[Collected data]
▼
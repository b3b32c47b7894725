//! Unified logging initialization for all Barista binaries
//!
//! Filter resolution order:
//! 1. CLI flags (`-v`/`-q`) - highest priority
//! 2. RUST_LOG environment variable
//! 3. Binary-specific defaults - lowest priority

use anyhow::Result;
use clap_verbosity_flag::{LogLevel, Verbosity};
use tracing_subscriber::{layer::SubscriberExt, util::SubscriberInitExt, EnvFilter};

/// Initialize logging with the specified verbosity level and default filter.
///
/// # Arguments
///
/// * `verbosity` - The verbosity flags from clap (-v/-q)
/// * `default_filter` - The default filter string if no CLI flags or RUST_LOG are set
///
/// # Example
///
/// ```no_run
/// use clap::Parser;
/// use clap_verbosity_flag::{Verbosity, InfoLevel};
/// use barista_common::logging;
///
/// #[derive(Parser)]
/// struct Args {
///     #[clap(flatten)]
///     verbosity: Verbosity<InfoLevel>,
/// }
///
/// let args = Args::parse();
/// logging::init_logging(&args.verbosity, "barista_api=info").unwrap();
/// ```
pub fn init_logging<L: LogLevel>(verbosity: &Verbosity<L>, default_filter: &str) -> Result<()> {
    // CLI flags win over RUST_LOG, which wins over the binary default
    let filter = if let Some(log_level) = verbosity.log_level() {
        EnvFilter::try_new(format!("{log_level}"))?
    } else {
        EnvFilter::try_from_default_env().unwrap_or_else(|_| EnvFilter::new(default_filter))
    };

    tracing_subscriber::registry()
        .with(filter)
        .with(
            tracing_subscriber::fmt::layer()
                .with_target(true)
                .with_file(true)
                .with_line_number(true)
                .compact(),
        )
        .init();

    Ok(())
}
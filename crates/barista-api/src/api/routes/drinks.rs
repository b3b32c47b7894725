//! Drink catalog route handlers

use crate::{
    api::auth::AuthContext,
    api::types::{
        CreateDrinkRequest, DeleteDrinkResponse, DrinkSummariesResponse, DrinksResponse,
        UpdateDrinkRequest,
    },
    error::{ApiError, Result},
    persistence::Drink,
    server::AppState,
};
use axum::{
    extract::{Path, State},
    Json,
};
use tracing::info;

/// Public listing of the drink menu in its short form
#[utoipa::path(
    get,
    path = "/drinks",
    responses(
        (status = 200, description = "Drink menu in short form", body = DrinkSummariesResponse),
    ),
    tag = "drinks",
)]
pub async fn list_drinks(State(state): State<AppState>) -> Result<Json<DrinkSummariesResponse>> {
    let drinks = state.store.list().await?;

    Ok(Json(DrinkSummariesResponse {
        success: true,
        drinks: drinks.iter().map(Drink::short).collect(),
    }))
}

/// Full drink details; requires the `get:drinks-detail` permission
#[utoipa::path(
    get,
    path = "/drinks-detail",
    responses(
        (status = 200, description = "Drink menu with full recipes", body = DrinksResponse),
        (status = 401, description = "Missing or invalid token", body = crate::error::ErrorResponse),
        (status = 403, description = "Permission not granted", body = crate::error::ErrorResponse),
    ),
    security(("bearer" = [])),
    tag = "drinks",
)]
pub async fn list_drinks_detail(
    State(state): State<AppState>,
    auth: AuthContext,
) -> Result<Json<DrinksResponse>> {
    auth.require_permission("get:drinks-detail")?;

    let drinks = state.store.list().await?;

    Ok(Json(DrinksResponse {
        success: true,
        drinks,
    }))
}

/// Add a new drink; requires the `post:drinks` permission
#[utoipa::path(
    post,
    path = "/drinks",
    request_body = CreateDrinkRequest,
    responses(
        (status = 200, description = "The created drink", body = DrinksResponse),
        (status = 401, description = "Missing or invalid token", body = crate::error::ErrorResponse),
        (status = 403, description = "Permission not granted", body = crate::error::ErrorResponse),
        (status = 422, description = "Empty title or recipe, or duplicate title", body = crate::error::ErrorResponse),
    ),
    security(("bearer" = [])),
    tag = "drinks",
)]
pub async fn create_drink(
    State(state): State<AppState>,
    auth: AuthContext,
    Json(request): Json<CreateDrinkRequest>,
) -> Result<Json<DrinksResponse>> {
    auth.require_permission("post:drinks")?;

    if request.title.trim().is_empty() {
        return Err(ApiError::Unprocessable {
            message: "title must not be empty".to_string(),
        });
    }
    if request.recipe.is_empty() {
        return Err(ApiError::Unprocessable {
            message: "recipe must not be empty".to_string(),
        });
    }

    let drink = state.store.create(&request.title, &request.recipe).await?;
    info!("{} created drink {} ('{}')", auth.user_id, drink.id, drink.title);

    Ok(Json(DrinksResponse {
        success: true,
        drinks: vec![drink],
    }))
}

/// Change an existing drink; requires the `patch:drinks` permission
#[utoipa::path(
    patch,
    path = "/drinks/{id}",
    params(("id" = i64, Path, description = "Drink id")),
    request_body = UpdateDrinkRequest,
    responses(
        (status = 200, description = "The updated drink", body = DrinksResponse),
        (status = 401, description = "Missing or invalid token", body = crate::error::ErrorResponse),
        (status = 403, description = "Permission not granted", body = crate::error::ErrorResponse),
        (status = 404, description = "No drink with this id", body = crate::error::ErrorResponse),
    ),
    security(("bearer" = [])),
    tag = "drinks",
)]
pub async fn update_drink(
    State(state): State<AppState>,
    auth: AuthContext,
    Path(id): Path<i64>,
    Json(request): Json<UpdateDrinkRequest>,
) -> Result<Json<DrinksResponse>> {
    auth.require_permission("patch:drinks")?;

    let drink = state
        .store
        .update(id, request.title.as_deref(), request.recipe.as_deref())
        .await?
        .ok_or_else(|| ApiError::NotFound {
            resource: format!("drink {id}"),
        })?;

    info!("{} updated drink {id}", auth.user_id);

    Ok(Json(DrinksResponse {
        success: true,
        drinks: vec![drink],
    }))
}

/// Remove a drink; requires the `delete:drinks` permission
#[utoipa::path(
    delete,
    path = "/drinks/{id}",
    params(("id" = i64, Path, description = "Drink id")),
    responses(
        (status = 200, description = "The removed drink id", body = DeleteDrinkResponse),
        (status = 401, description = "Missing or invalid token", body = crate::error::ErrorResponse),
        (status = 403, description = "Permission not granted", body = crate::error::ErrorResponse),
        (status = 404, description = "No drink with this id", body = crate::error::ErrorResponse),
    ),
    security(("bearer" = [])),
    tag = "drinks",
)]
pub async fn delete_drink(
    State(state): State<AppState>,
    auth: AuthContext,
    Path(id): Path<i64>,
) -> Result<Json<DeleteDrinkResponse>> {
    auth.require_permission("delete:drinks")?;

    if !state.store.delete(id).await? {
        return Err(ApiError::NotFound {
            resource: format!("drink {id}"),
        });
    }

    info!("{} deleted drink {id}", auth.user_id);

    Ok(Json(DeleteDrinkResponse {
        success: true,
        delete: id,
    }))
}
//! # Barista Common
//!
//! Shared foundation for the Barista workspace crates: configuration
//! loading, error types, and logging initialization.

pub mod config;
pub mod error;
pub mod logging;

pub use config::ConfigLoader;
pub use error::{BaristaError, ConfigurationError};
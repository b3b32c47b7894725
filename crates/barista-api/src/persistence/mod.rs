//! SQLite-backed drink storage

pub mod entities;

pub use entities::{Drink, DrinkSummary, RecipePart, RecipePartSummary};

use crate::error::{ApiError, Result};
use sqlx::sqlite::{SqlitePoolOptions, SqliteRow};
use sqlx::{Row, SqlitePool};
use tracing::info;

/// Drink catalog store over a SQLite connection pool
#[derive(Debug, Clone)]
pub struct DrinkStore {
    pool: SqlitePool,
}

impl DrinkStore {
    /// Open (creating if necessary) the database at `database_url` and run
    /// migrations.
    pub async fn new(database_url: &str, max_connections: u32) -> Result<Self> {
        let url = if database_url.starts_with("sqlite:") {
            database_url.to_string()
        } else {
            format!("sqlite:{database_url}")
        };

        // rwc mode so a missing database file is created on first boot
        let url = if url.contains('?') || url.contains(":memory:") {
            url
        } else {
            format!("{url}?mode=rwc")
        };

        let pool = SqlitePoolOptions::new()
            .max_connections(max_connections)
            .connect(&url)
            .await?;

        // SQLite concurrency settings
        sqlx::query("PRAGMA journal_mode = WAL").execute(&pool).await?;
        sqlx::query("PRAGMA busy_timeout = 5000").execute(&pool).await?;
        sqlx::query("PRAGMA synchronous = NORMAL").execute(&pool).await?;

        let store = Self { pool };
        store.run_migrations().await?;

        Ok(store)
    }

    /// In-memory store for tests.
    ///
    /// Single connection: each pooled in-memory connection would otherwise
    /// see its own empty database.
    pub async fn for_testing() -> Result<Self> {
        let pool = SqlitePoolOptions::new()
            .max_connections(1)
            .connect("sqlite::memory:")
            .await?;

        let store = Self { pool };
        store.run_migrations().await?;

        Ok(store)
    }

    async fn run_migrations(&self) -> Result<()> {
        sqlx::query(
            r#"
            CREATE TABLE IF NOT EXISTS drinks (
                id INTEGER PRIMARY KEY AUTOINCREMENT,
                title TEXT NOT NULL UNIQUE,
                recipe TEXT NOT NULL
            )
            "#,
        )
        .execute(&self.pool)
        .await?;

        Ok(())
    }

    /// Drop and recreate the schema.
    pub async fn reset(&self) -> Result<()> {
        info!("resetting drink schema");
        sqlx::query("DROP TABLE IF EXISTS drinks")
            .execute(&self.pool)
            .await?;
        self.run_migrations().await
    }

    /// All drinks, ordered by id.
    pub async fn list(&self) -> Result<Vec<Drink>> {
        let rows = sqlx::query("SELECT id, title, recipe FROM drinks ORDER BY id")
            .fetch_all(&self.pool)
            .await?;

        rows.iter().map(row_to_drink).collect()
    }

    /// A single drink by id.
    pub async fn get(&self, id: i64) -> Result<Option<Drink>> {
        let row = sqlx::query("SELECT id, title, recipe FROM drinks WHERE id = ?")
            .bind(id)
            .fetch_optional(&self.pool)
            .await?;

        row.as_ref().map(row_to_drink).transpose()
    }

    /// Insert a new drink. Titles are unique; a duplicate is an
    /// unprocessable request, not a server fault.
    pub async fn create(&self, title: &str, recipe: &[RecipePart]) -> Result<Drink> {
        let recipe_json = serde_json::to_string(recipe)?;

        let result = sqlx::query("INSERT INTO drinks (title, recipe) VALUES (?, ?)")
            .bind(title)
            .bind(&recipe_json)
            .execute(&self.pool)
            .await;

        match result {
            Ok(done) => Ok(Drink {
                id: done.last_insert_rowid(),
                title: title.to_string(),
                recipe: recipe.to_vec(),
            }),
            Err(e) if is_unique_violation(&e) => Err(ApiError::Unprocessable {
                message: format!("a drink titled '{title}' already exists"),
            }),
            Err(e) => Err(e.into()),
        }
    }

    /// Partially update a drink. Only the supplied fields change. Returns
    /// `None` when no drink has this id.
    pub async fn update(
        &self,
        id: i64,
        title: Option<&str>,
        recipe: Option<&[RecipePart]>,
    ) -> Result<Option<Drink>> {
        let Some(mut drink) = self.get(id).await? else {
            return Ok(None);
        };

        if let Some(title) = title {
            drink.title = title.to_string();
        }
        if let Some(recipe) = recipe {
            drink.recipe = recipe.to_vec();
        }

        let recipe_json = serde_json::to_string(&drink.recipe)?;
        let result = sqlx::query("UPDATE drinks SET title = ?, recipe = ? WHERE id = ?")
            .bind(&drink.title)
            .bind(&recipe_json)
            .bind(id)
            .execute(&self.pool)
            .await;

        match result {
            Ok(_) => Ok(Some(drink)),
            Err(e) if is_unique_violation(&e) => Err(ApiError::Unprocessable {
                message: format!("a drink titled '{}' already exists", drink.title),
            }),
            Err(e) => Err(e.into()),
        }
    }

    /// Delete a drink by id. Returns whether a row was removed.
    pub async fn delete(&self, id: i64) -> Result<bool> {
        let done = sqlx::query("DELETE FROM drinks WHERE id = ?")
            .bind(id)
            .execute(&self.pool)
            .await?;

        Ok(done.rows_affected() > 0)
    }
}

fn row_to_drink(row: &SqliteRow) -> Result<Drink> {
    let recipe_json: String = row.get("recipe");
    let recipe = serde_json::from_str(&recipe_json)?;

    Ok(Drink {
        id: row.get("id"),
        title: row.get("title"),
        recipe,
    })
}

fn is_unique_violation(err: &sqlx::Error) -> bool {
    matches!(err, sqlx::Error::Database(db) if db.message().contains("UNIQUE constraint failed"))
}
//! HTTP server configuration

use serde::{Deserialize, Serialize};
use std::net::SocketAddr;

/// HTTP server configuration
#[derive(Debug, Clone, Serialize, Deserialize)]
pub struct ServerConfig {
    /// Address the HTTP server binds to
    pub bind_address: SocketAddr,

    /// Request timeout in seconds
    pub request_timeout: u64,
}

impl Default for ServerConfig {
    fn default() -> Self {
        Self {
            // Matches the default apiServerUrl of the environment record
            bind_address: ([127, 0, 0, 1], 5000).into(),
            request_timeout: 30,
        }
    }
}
▲
» **Problem to solve**:
Go through the lines above. Select every one that has the string "filename".

» **Reply**:
filename crates/barista-api/src/api/routes/drinks.rs
filename crates/barista-api/src/persistence/mod.rs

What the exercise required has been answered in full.